Angiogenesis in tumors is closely associated with EC metabolism. Glucose is the main energy resource of any cell. Glucose enters the EC cell through GLUT transporters (glucose transporters). Expression of GLUT transporters are up-regulated under hypoxic condition. Monocarboxylate transporter 1(MCT1), a transporter for lactate is highly expressed in cancers including breast. Hypoxia and acidic tumor environment turn “ON” the angiogenic switch. Under hypoxic condition OxPhos flux is reduced and the cells shift to a more aerobic glycolysis; as a result the pH of the cytoplasm becomes more acidic. Acidosis contributes to more robust expression of HIF-1α expression and increased IL8/VEGF signaling contributes to upregulation of glycolytic enzymes especially 6-phosphofructo-2-kinase/fructose-2,6-biphosphatase 3 (PFKFB3).

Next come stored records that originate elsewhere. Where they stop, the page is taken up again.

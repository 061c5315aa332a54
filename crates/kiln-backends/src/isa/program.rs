//! Program IR and its JSON source format

use super::types::{DataType, ScalarValue, TokenType};
use serde::{Deserialize, Serialize};
use std::collections::BTreeMap;
use std::fmt;

/// Errors that can occur when reading or writing program source
#[derive(Debug, Clone, thiserror::Error, PartialEq, Eq)]
pub enum ProgramError {
    /// Source text is not a well-formed program document
    #[error("malformed program source at line {line}, column {column}: {message}")]
    Parse { line: usize, column: usize, message: String },

    /// Program could not be rendered as JSON
    #[error("failed to serialize program: {0}")]
    Serialize(String),
}

/// Result type for program operations
pub type ProgramResult<T> = std::result::Result<T, ProgramError>;

/// Identifier of a token (SSA value, variable, or array) in a program
#[derive(Debug, Clone, Copy, PartialEq, Eq, Hash, PartialOrd, Ord, Default, Serialize, Deserialize)]
#[serde(transparent)]
pub struct TokenId(pub u32);

impl TokenId {
    pub const fn new(id: u32) -> Self {
        TokenId(id)
    }

    pub const fn id(self) -> u32 {
        self.0
    }
}

impl fmt::Display for TokenId {
    fn fmt(&self, f: &mut fmt::Formatter<'_>) -> fmt::Result {
        write!(f, "%{}", self.0)
    }
}

/// Identifier of a structured block, referenced by `Phi`
#[derive(Debug, Clone, Copy, PartialEq, Eq, Hash, PartialOrd, Ord, Default, Serialize, Deserialize)]
#[serde(transparent)]
pub struct LabelId(pub u32);

impl LabelId {
    pub const fn new(id: u32) -> Self {
        LabelId(id)
    }
}

impl fmt::Display for LabelId {
    fn fmt(&self, f: &mut fmt::Formatter<'_>) -> fmt::Result {
        write!(f, "L{}", self.0)
    }
}

/// Storage class hint recorded by program producers
#[derive(Debug, Clone, Copy, PartialEq, Eq, Serialize, Deserialize)]
pub enum StorageType {
    Variable(DataType),
    /// Array shared by all workers (element type, maximum size; 0 = unbounded)
    SharedArray(DataType, u32),
    /// Array private to each worker (element type, maximum size)
    PrivateArray(DataType, u32),
}

/// A single IR operation
///
/// Operands are token ids. Results come first, e.g. `Add(r, a, b)` computes
/// `r = a + b`. Structured control flow carries its nested blocks inline:
///
/// - `If(cond_ops, cond, label, body, end_label)`
/// - `IfElse(cond_ops, cond, then_label, then_body, else_label, else_body, end_label)`
/// - `While(cond_label, cond_ops, cond, body_label, body, end_label)`
/// - `Phi(r, a, label_a, b, label_b)` picks `a` when `label_a` was the most
///   recently entered block, otherwise `b`
#[derive(Debug, Clone, PartialEq, Serialize, Deserialize)]
pub enum Op {
    Block(Vec<Op>),
    If(Vec<Op>, TokenId, LabelId, Vec<Op>, LabelId),
    IfElse(Vec<Op>, TokenId, LabelId, Vec<Op>, LabelId, Vec<Op>, LabelId),
    While(LabelId, Vec<Op>, TokenId, LabelId, Vec<Op>, LabelId),
    Phi(TokenId, TokenId, LabelId, TokenId, LabelId),
    MemoryBarrier,
    ControlBarrier,

    WorkerId(TokenId),
    NumWorkers(TokenId),

    Load(TokenId, TokenId),
    Store(TokenId, TokenId),
    Constant(TokenId, ScalarValue),
    /// `ArrayNew(r, size, element_type, max_size, shared)`
    ArrayNew(TokenId, TokenId, DataType, u32, bool),
    ArrayLen(TokenId, TokenId),
    ArrayLoad(TokenId, TokenId, TokenId),
    ArrayStore(TokenId, TokenId, TokenId),

    U32fromF32(TokenId, TokenId),
    I32fromF32(TokenId, TokenId),
    F32fromU32(TokenId, TokenId),
    F32fromI32(TokenId, TokenId),
    I32fromU32(TokenId, TokenId),
    U32fromI32(TokenId, TokenId),

    Add(TokenId, TokenId, TokenId),
    Sub(TokenId, TokenId, TokenId),
    Mul(TokenId, TokenId, TokenId),
    Div(TokenId, TokenId, TokenId),
    Rem(TokenId, TokenId, TokenId),
    Neg(TokenId, TokenId),
    Not(TokenId, TokenId),
    Shl(TokenId, TokenId, TokenId),
    Shr(TokenId, TokenId, TokenId),
    BitAnd(TokenId, TokenId, TokenId),
    BitOr(TokenId, TokenId, TokenId),
    BitXor(TokenId, TokenId, TokenId),

    Eq(TokenId, TokenId, TokenId),
    Ne(TokenId, TokenId, TokenId),
    Lt(TokenId, TokenId, TokenId),
    Le(TokenId, TokenId, TokenId),
    Gt(TokenId, TokenId, TokenId),
    Ge(TokenId, TokenId, TokenId),
}

impl Op {
    /// Operation mnemonic, as written in source
    pub fn name(&self) -> &'static str {
        match self {
            Op::Block(_) => "Block",
            Op::If(..) => "If",
            Op::IfElse(..) => "IfElse",
            Op::While(..) => "While",
            Op::Phi(..) => "Phi",
            Op::MemoryBarrier => "MemoryBarrier",
            Op::ControlBarrier => "ControlBarrier",
            Op::WorkerId(_) => "WorkerId",
            Op::NumWorkers(_) => "NumWorkers",
            Op::Load(..) => "Load",
            Op::Store(..) => "Store",
            Op::Constant(..) => "Constant",
            Op::ArrayNew(..) => "ArrayNew",
            Op::ArrayLen(..) => "ArrayLen",
            Op::ArrayLoad(..) => "ArrayLoad",
            Op::ArrayStore(..) => "ArrayStore",
            Op::U32fromF32(..) => "U32fromF32",
            Op::I32fromF32(..) => "I32fromF32",
            Op::F32fromU32(..) => "F32fromU32",
            Op::F32fromI32(..) => "F32fromI32",
            Op::I32fromU32(..) => "I32fromU32",
            Op::U32fromI32(..) => "U32fromI32",
            Op::Add(..) => "Add",
            Op::Sub(..) => "Sub",
            Op::Mul(..) => "Mul",
            Op::Div(..) => "Div",
            Op::Rem(..) => "Rem",
            Op::Neg(..) => "Neg",
            Op::Not(..) => "Not",
            Op::Shl(..) => "Shl",
            Op::Shr(..) => "Shr",
            Op::BitAnd(..) => "BitAnd",
            Op::BitOr(..) => "BitOr",
            Op::BitXor(..) => "BitXor",
            Op::Eq(..) => "Eq",
            Op::Ne(..) => "Ne",
            Op::Lt(..) => "Lt",
            Op::Le(..) => "Le",
            Op::Gt(..) => "Gt",
            Op::Ge(..) => "Ge",
        }
    }

    /// Nested blocks with the field name used in diagnostic paths
    pub fn blocks(&self) -> Vec<(&'static str, &[Op])> {
        match self {
            Op::Block(ops) => vec![("ops", ops.as_slice())],
            Op::If(cond_ops, _, _, body, _) => vec![("cond", cond_ops.as_slice()), ("body", body.as_slice())],
            Op::IfElse(cond_ops, _, _, then_body, _, else_body, _) => {
                vec![("cond", cond_ops.as_slice()), ("then", then_body.as_slice()), ("else", else_body.as_slice())]
            }
            Op::While(_, cond_ops, _, _, body, _) => vec![("cond", cond_ops.as_slice()), ("body", body.as_slice())],
            _ => Vec::new(),
        }
    }

    /// Check if this is a synchronization operation
    pub fn is_barrier(&self) -> bool {
        matches!(self, Op::MemoryBarrier | Op::ControlBarrier)
    }
}

/// A compute program: token declarations, operations, and named parameters
///
/// # Example
///
/// ```
/// use kiln_backends::isa::{Program, TokenId};
///
/// let source = r#"{
///     "symbol": {"0": {"Variable": "U32"}},
///     "operation": [{"WorkerId": 0}],
///     "output": {"id": 0}
/// }"#;
///
/// let program = Program::from_json(source).unwrap();
/// assert_eq!(program.output["id"], TokenId(0));
/// assert_eq!(program.operation_count(), 1);
/// ```
#[derive(Debug, Clone, Default, PartialEq, Serialize, Deserialize)]
pub struct Program {
    #[serde(default)]
    pub symbol: BTreeMap<TokenId, TokenType>,
    #[serde(default)]
    pub operation: Vec<Op>,
    #[serde(default)]
    pub storage: BTreeMap<TokenId, StorageType>,
    #[serde(default)]
    pub input: BTreeMap<String, TokenId>,
    #[serde(default)]
    pub output: BTreeMap<String, TokenId>,
}

impl Program {
    /// Create an empty program
    pub fn new() -> Self {
        Self::default()
    }

    /// Parse program source text
    pub fn from_json(source: &str) -> ProgramResult<Self> {
        serde_json::from_str(source).map_err(|err| ProgramError::Parse {
            line: err.line(),
            column: err.column(),
            message: err.to_string(),
        })
    }

    /// Render the program as source text
    pub fn to_json(&self) -> ProgramResult<String> {
        serde_json::to_string(self).map_err(|err| ProgramError::Serialize(err.to_string()))
    }

    /// Declared type of `token`
    pub fn token_type(&self, token: TokenId) -> Option<TokenType> {
        self.symbol.get(&token).copied()
    }

    /// Total number of operations, nested blocks included
    pub fn operation_count(&self) -> usize {
        count_ops(&self.operation)
    }

    /// Check if any operation, at any depth, is a barrier
    pub fn uses_barriers(&self) -> bool {
        any_barrier(&self.operation)
    }
}

fn count_ops(ops: &[Op]) -> usize {
    ops.iter()
        .map(|op| 1 + op.blocks().into_iter().map(|(_, block)| count_ops(block)).sum::<usize>())
        .sum()
}

fn any_barrier(ops: &[Op]) -> bool {
    ops.iter()
        .any(|op| op.is_barrier() || op.blocks().into_iter().any(|(_, block)| any_barrier(block)))
}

PFKFB3 is essential for EC motility and sprouting. Two important biomolecules required for EC proliferation are glutamine and fatty acid (FA). FA entry into the mitochondria is facilitated via carnitine palmitoyl transferase 1A (CPT1A). FA oxidation is essential for nucleic acid synthesis and hence essential for EC proliferation. Glutamine is essential for redox homeostasis and biomass synthesis. In tumorigenesis, glutamine metabolism is up-regulated to compensate the energy requirement which was compromised due to reduced oxidative phosphor relation (OxPhos) flux [26,29,31,35,36,37].